Travailleur social, il a passé les deux dernières semaines à entendre les histoires d'horreur des victimes des récentes inondations au Saguenay. «Ils sont venus nous chercher en hélicoptère de l'armée, moi et huit autres intervenants sociaux. On devait s'occuper des sinistrés qui vivaient des chocs post-traumatiques.»

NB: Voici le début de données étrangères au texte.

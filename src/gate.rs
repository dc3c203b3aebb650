//! Utterance gate.
//!
//! Buffers streamed transcript fragments for the single active user turn
//! and, when the turn ends, decides whether the utterance reaches the
//! avatar. Only utterances containing a trigger phrase are forwarded;
//! everything else is suppressed so the avatar stays silent.

use regex::Regex;
use tracing::{debug, info};

use crate::config::{GateConfig, TaskType};
use crate::error::GateDispatchError;
use crate::sdk::{AvatarHandle, SpeakRequest};

/// Identifier of one user turn within a session.
pub type TurnId = u64;

/// Longest utterance preview written to the log.
const LOG_PREVIEW_CHARS: usize = 80;

// ── Trigger predicate ────────────────────────────────────────────

/// Case-insensitive trigger-phrase matcher.
///
/// A phrase made of several words also matches with the internal spaces
/// removed ("hey bot" matches "heybot"), and runs of whitespace in the
/// input are treated as a single space.
#[derive(Debug, Clone)]
pub struct TriggerMatcher {
    pattern: Option<Regex>,
}

impl TriggerMatcher {
    pub fn new(words: &[String]) -> Result<Self, regex::Error> {
        let alternatives: Vec<String> = words
            .iter()
            .filter_map(|word| {
                let tokens: Vec<String> = word
                    .split_whitespace()
                    .map(|t| regex::escape(&t.to_lowercase()))
                    .collect();
                (!tokens.is_empty()).then(|| tokens.join(r"\s*"))
            })
            .collect();

        if alternatives.is_empty() {
            return Ok(Self { pattern: None });
        }

        let pattern = Regex::new(&format!("(?i)(?:{})", alternatives.join("|")))?;
        Ok(Self {
            pattern: Some(pattern),
        })
    }

    pub fn matches(&self, text: &str) -> bool {
        let Some(pattern) = &self.pattern else {
            return false;
        };
        pattern.is_match(&normalize(text))
    }
}

/// Lowercase and collapse whitespace.
fn normalize(text: &str) -> String {
    text.split_whitespace()
        .collect::<Vec<_>>()
        .join(" ")
        .to_lowercase()
}

fn preview(text: &str) -> String {
    let mut out: String = text.chars().take(LOG_PREVIEW_CHARS).collect();
    if text.chars().count() > LOG_PREVIEW_CHARS {
        out.push('…');
    }
    out
}

// ── Gate ─────────────────────────────────────────────────────────

/// What to do with a finished turn.
#[derive(Debug, Clone, PartialEq, Eq)]
pub enum GateDecision {
    /// Forward the utterance to the avatar.
    Forward { turn: TurnId, text: String },
    /// Keep the avatar from responding.
    Suppress { turn: TurnId },
    /// Nothing was said (or the gate is disabled).
    Ignore,
}

#[derive(Debug)]
struct Turn {
    id: TurnId,
    buffer: String,
}

/// Per-session utterance buffer and trigger policy.
pub struct UtteranceGate {
    config: GateConfig,
    matcher: TriggerMatcher,
    current: Option<Turn>,
    next_turn: TurnId,
}

impl UtteranceGate {
    pub fn new(config: GateConfig) -> Result<Self, regex::Error> {
        let matcher = TriggerMatcher::new(&config.trigger_words)?;
        Ok(Self::with_matcher(config, matcher))
    }

    /// Build a gate around an already compiled matcher.
    pub fn with_matcher(config: GateConfig, matcher: TriggerMatcher) -> Self {
        Self {
            config,
            matcher,
            current: None,
            next_turn: 1,
        }
    }

    pub fn is_enabled(&self) -> bool {
        self.config.enabled
    }

    /// Open a new turn with an empty buffer. An unfinished previous turn is
    /// discarded.
    pub fn begin_turn(&mut self) -> TurnId {
        let id = self.next_turn;
        self.next_turn += 1;
        if let Some(stale) = self.current.replace(Turn {
            id,
            buffer: String::new(),
        }) {
            debug!(turn = stale.id, "Discarding unfinished turn");
        }
        id
    }

    pub fn current_turn(&self) -> Option<TurnId> {
        self.current.as_ref().map(|t| t.id)
    }

    /// Append a fragment to `turn`. Fragments for any other turn are dropped.
    pub fn append(&mut self, turn: TurnId, fragment: &str) -> bool {
        match self.current.as_mut() {
            Some(current) if current.id == turn => {
                current.buffer.push_str(fragment);
                true
            }
            _ => {
                debug!(turn, "Dropping fragment for inactive turn");
                false
            }
        }
    }

    /// Append to the open turn, opening one if none is open.
    pub fn append_current(&mut self, fragment: &str) -> TurnId {
        let turn = match self.current_turn() {
            Some(turn) => turn,
            None => self.begin_turn(),
        };
        self.append(turn, fragment);
        turn
    }

    /// Buffered text of the open turn.
    pub fn buffered(&self) -> &str {
        self.current.as_ref().map_or("", |t| t.buffer.as_str())
    }

    /// Close the open turn and decide its fate. The buffer is cleared
    /// whatever the outcome.
    pub fn end_turn(&mut self) -> GateDecision {
        let Some(turn) = self.current.take() else {
            return GateDecision::Ignore;
        };
        let text = turn.buffer.trim();
        if !self.config.enabled || text.is_empty() {
            return GateDecision::Ignore;
        }

        if self.matcher.matches(text) {
            info!(turn = turn.id, text = %preview(text), "Trigger matched, forwarding utterance");
            GateDecision::Forward {
                turn: turn.id,
                text: text.to_string(),
            }
        } else {
            debug!(turn = turn.id, text = %preview(text), "No trigger, suppressing utterance");
            GateDecision::Suppress { turn: turn.id }
        }
    }

}

/// Carry out a gate decision against `handle`. Runs outside the session
/// lock, so it takes the gate's config rather than the gate.
pub async fn dispatch(
    config: &GateConfig,
    handle: &dyn AvatarHandle,
    decision: GateDecision,
) -> Result<(), GateDispatchError> {
    match decision {
        GateDecision::Ignore => Ok(()),
        GateDecision::Forward { turn, text } => handle
            .speak(SpeakRequest {
                text,
                task_type: config.task_type,
            })
            .await
            .map_err(|source| GateDispatchError { turn, source }),
        GateDecision::Suppress { turn } => {
            if config.interrupt_on_suppress {
                handle
                    .interrupt()
                    .await
                    .map_err(|source| GateDispatchError { turn, source })?;
            }
            if config.placeholder {
                handle
                    .speak(SpeakRequest {
                        text: String::new(),
                        task_type: TaskType::Repeat,
                    })
                    .await
                    .map_err(|source| GateDispatchError { turn, source })?;
            }
            Ok(())
        }
    }
}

Claude Fortin, lui, orchestrait des «séances de verbalisation» avec des groupes de 15 à 20 personnes. «Ça me prend du temps à décrocher cette année, au Grand Tour, dit-il, j'arrive d'un autre monde.»
- Connais-tu ma soeur Jeanine ?
- Non, pourquoi ?
- Elle aussi, elle a un Marinoni. Des Marinoni, il en pleut au
Grand Tour ! Il y en a autant que des Chevrolet dans le parking des Galeries D'Anjou.
Le type qui me pose la question roule sur un Hébert.
- Un Hébert ? Jamais vu...
- C'est un Hutsebaut, mais il m'a donné tellement de trouble que j'ai décidé de ne pas leur faire de publicité. Alors j'ai mis mon nom à la place.
Marie-Ève a 12 ans. Assez petite et pas mal jolie, elle fait son deuxième Grand Tour avec sa mère. Son père, à bord du Winnebago familial, les attend aux étapes avec les deux jeunes frères de Marie-Ève. Dans la famille, le vélo, c'est une affaire de femmes.
Arrivée à Trois-Rivières par bateau hier. À chaque traversée, 350 cyclistes ruisselants de sueur s'entassaient tant bien que mai dans le Jacques-Cartier, accosté à Sainte-Angèle-de-Laval.
«Qui a oublié de se mettre du désodorisant ?» a demandé une voix parmi la foule.